UNITED STATES, Appellee, v. Fazal Ur RAHEMAN-FAZAL, Defendant, Appellant.
    Nos. 04-1353, 04-1572, 04-2504.
    United States Court of Appeals, First Circuit.
    May 11, 2005.
    Fazal Raheman, on brief, pro se.
    Michael J. Sullivan, United States Attorney and John T. McNeil, Assistant U.S. Attorney, on brief, for appellee.
    Before SELYA, Circuit Judge, STAHL, Senior Circuit Judge, and LYNCH, Circuit Judge.
   PER CURIAM.

We have reviewed carefully the record in this case and the submissions of the parties. We reject appellant’s arguments, and we affirm the amended judgments and the decision revoking supervised release. We allow the motion of D.P. Lalwani to file amicus curiae brief. We deny appellant’s motion to strike irrelevant pleadings.

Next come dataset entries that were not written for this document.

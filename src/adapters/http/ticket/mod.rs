//! HTTP adapter for ticket endpoints.

mod dto;
mod handlers;
mod routes;

pub use dto::{CreateTicketRequest, ListTicketsParams, TicketResponse, UpdateTicketRequest};
pub use handlers::TicketHandlers;
pub use routes::ticket_routes;
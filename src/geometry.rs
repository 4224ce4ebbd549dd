// BP Node: sovereign bitcoin wallet backend.
//
// SPDX-License-Identifier: Apache-2.0
//
// Written in 2020-2025 by
//     Dr Maxim Orlovsky <orlovsky@lnp-bp.org>
//
// Copyright (C) 2020-2024 LNP/BP Standards Association. All rights reserved.
// Copyright (C) 2025 LNP/BP Labs, InDCS, Switzerland. All rights reserved.
// Copyright (C) 2020-2025 Dr Maxim Orlovsky. All rights reserved.
//
// Licensed under the Apache License, Version 2.0 (the "License");
// you may not use this file except in compliance with the License.
// You may obtain a copy of the License at
//
//     http://www.apache.org/licenses/LICENSE-2.0
//
// Unless required by applicable law or agreed to in writing, software
// distributed under the License is distributed on an "AS IS" BASIS,
// WITHOUT WARRANTIES OR CONDITIONS OF ANY KIND, either express or implied.
// See the License for the specific language governing permissions and
// limitations under the License.

//! Block geometry computation.
//!
//! Both formulas below are load-bearing: they fix the on-disk block size
//! and must reproduce bit-exactly across platforms, so integer floor-sqrt
//! is used throughout rather than floating point.

use crate::error::GeometryError;

/// Computed framing geometry for a block-structured database.
#[derive(Copy, Clone, PartialEq, Eq, Debug)]
pub struct BlockGeometry {
    pub block_size: u64,
    pub block_count: u64,
}

/// Integer floor of the square root of `n`, via Newton's method.
pub fn isqrt(n: u64) -> u64 {
    if n == 0 {
        return 0;
    }
    let mut x = n;
    let mut y = (x + 1) / 2;
    while y < x {
        x = y;
        y = (x + n / x) / 2;
    }
    x
}

/// Derives the T-DB geometry from the total transaction byte length.
///
/// When `explicit_block_size` is `None`, the block count is the floor-sqrt
/// of the bit length of the payload; the block size is then derived from
/// the post-inflation database size so that `block_count * block_size`
/// exactly covers payload plus one 4-byte header per block. When an
/// explicit block size is given, the block count is derived from it
/// instead, using the pre-inflation payload size.
pub fn t_db_geometry(
    byte_position: u64,
    explicit_block_size: Option<u64>,
) -> Result<BlockGeometry, GeometryError> {
    let db_size_bit = 8 * byte_position;

    let (block_size, block_count) = match explicit_block_size {
        None => {
            let pir_blocks = isqrt(db_size_bit);
            if pir_blocks == 0 {
                return Err(GeometryError::ZeroBlocks);
            }
            let db_size = byte_position + 4 * pir_blocks;
            (db_size / pir_blocks, pir_blocks)
        }
        Some(block_size) => {
            if block_size <= 4 {
                return Err(GeometryError::BlockTooSmall { block_size: block_size as usize, minimum: 5 });
            }
            let pir_blocks = byte_position / (block_size - 4) + 1;
            (block_size, pir_blocks)
        }
    };

    if block_size <= 4 {
        return Err(GeometryError::BlockTooSmall { block_size: block_size as usize, minimum: 5 });
    }
    if block_count == 0 {
        return Err(GeometryError::ZeroBlocks);
    }

    Ok(BlockGeometry { block_size, block_count })
}

/// Derives the DelimitedDB (A2) block size from the total byte length of
/// its serialized address records: `16 + floor(sqrt(8N + 256))` bits,
/// truncated to bytes.
pub fn delimited_block_size(total_record_bytes: u64) -> u64 {
    let db_size_bit = 8 * total_record_bytes;
    let pir_blocksize_bit = 16 + isqrt(db_size_bit + 256);
    pir_blocksize_bit / 8
}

Appellant Fazal Raheman (“Raheman”) did not develop any of his current arguments below, so they are forfeited, and we review only for plain error. United States v. Olano, 507 U.S. 725, 731-32, 113 S.Ct. 1770, 123 L.Ed.2d 508 (1993). Under any standard of review, however, they would fail. To the extent Raheman argues that the federal courts somehow have been divested of jurisdiction, the argument is specious. Raheman has been convicted of a federal crime, and that conviction was affirmed. See United States v. Raheman, 355 F.3d 40 (1st Cir.2004) (“Raheman I”). The federal courts have ongoing jurisdiction over violations of supervised release. To the extent Raheman is saying his acts did not constitute a federal crime in the first place, the time for making such an argument is long past; and in any event, the argument was rejected by this court in Raheman’s first appeal. See id. at 46-49. It still is without merit.

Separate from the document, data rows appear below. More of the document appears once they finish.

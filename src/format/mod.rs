// BP Node: sovereign bitcoin wallet backend.
//
// SPDX-License-Identifier: Apache-2.0
//
// Written in 2020-2025 by
//     Dr Maxim Orlovsky <orlovsky@lnp-bp.org>
//
// Copyright (C) 2020-2024 LNP/BP Standards Association. All rights reserved.
// Copyright (C) 2025 LNP/BP Labs, InDCS, Switzerland. All rights reserved.
// Copyright (C) 2020-2025 Dr Maxim Orlovsky. All rights reserved.
//
// Licensed under the Apache License, Version 2.0 (the "License");
// you may not use this file except in compliance with the License.
// You may obtain a copy of the License at
//
//     http://www.apache.org/licenses/LICENSE-2.0
//
// Unless required by applicable law or agreed to in writing, software
// distributed under the License is distributed on an "AS IS" BASIS,
// WITHOUT WARRANTIES OR CONDITIONS OF ANY KIND, either express or implied.
// See the License for the specific language governing permissions and
// limitations under the License.

//! The three concrete [`crate::writer::BlockFormat`] implementations.

mod auto_delimited;
mod delimited;
mod transaction;

pub use auto_delimited::{AutoDelimitedDb, AutoDelimitedFormat};
pub use delimited::{DelimitedDb, DelimitedFormat};
pub use transaction::{TransactionDb, TransactionFormat};
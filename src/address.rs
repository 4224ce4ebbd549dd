// BP Node: sovereign bitcoin wallet backend.
//
// SPDX-License-Identifier: Apache-2.0
//
// Written in 2020-2025 by
//     Dr Maxim Orlovsky <orlovsky@lnp-bp.org>
//
// Copyright (C) 2020-2024 LNP/BP Standards Association. All rights reserved.
// Copyright (C) 2025 LNP/BP Labs, InDCS, Switzerland. All rights reserved.
// Copyright (C) 2020-2025 Dr Maxim Orlovsky. All rights reserved.
//
// Licensed under the Apache License, Version 2.0 (the "License");
// you may not use this file except in compliance with the License.
// You may obtain a copy of the License at
//
//     http://www.apache.org/licenses/LICENSE-2.0
//
// Unless required by applicable law or agreed to in writing, software
// distributed under the License is distributed on an "AS IS" BASIS,
// WITHOUT WARRANTIES OR CONDITIONS OF ANY KIND, either express or implied.
// See the License for the specific language governing permissions and
// limitations under the License.

//! Fixed-size address newtypes shared by the indices.
//!
//! `Address` is the 35-byte identifier as read from the input file;
//! `ShortAddress` is its canonical trailing-20-byte form used as the map
//! key, sort key and skip-list comparison basis.

use amplify::{ByteArray, FromSliceError};

/// Length of a long-form address, fixed for the lifetime of one build.
pub const ADDR_LEN: usize = 35;

/// Length of the canonical short-form address derived from the trailing
/// bytes of a long address.
pub const SHORT_ADDR_LEN: usize = 20;

/// A short, fixed-width address used for sorting, skip-list membership and
/// as the A1/A2 index key. Derived as the trailing [`SHORT_ADDR_LEN`] bytes
/// of an [`Address`] for higher entropy in the low-order bits.
#[derive(Copy, Clone, PartialEq, Eq, PartialOrd, Ord, Hash, Debug)]
pub struct ShortAddress([u8; SHORT_ADDR_LEN]);

impl std::fmt::Display for ShortAddress {
    fn fmt(&self, f: &mut std::fmt::Formatter) -> std::fmt::Result {
        for byte in &self.0 {
            write!(f, "{byte:02x}")?;
        }
        Ok(())
    }
}

impl ShortAddress {
    pub fn as_bytes(&self) -> &[u8; SHORT_ADDR_LEN] { &self.0 }
}

impl ByteArray<SHORT_ADDR_LEN> for ShortAddress {
    fn from_byte_array(val: impl Into<[u8; SHORT_ADDR_LEN]>) -> Self { Self(val.into()) }

    fn from_slice(slice: impl AsRef<[u8]>) -> Result<Self, FromSliceError> {
        let len = slice.as_ref().len();
        if len != SHORT_ADDR_LEN {
            return Err(FromSliceError { expected: SHORT_ADDR_LEN, actual: len });
        }
        Ok(Self::from_slice_unsafe(slice))
    }

    fn from_slice_unsafe(slice: impl AsRef<[u8]>) -> Self {
        let mut buf = [0u8; SHORT_ADDR_LEN];
        buf.copy_from_slice(slice.as_ref());
        Self(buf)
    }

    fn to_byte_array(&self) -> [u8; SHORT_ADDR_LEN] { self.0 }
}

/// A full, fixed-length address as read from the input file.
#[derive(Copy, Clone, PartialEq, Eq, PartialOrd, Ord, Hash, Debug)]
pub struct Address([u8; ADDR_LEN]);

impl std::fmt::Display for Address {
    fn fmt(&self, f: &mut std::fmt::Formatter) -> std::fmt::Result {
        for byte in &self.0 {
            write!(f, "{byte:02x}")?;
        }
        Ok(())
    }
}

impl Address {
    pub fn as_bytes(&self) -> &[u8; ADDR_LEN] { &self.0 }

    /// Derives the canonical short form: the trailing [`SHORT_ADDR_LEN`]
    /// bytes, matching the way the original indexer keys its address maps
    /// by the low-entropy-free tail of the identifier.
    pub fn to_short(&self) -> ShortAddress {
        ShortAddress::from_slice_unsafe(&self.0[ADDR_LEN - SHORT_ADDR_LEN..])
    }
}

impl ByteArray<ADDR_LEN> for Address {
    fn from_byte_array(val: impl Into<[u8; ADDR_LEN]>) -> Self { Self(val.into()) }

    fn from_slice(slice: impl AsRef<[u8]>) -> Result<Self, FromSliceError> {
        let len = slice.as_ref().len();
        if len != ADDR_LEN {
            return Err(FromSliceError { expected: ADDR_LEN, actual: len });
        }
        Ok(Self::from_slice_unsafe(slice))
    }

    fn from_slice_unsafe(slice: impl AsRef<[u8]>) -> Self {
        let mut buf = [0u8; ADDR_LEN];
        buf.copy_from_slice(slice.as_ref());
        Self(buf)
    }

    fn to_byte_array(&self) -> [u8; ADDR_LEN] { self.0 }
}

#[cfg(test)]
mod tests {
    use super::*;

    #[test]
    fn short_address_is_trailing_bytes() {
        let mut bytes = [0u8; ADDR_LEN];
        for (i, b) in bytes.iter_mut().enumerate() {
            *b = i as u8;
        }
        let addr = Address::from_byte_array(bytes);
        let short = addr.to_short();
        assert_eq!(short.as_bytes(), &bytes[ADDR_LEN - SHORT_ADDR_LEN..]);
    }

    #[test]
    fn short_address_ordering_is_byte_lexicographic() {
        let a = ShortAddress::from_byte_array([0u8; SHORT_ADDR_LEN]);
        let mut buf = [0u8; SHORT_ADDR_LEN];
        buf[0] = 1;
        let b = ShortAddress::from_byte_array(buf);
        assert!(a < b);
    }
}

Raheman’s attacks on the Massachusetts state court’s jurisdiction are out of place here; he must litigate that question in the Massachusetts state courts. The federal district court simply ordered Raheman to comply with the outstanding orders of the state courts by returning his children to this country. If he believes those orders are erroneous under state law, he must take that up with the state court. It was entirely proper for the federal district court to impose that condition of supervised release; and we so noted in Raheman I. Raheman must allow that process to go forward fairly; and he must not, in the meantime, defy the order of that court to return the children here for a determination on the custody question. Having chosen to defy that order (as well as the district court’s order to comply), he cannot be heard to complain that he might lose some advantage he obtained by kidnaping the children in the first place.

We also reject Raheman’s argument pursuant to Baltimore City Department of Social Services v. Bouknight, 493 U.S. 549, 110 S.Ct. 900, 107 L.Ed.2d 992 (1990). To the extent Bouknight does place some restriction on the conditions of supervised release that may be imposed here (and it is far from clear that it does), the Massachusetts family court order was issued as part of a “noncriminal regulatory regime,” id. at 555-56, that is, the system by which custody determinations are made in the state family courts. Thus, the Bouknight argument clearly fails.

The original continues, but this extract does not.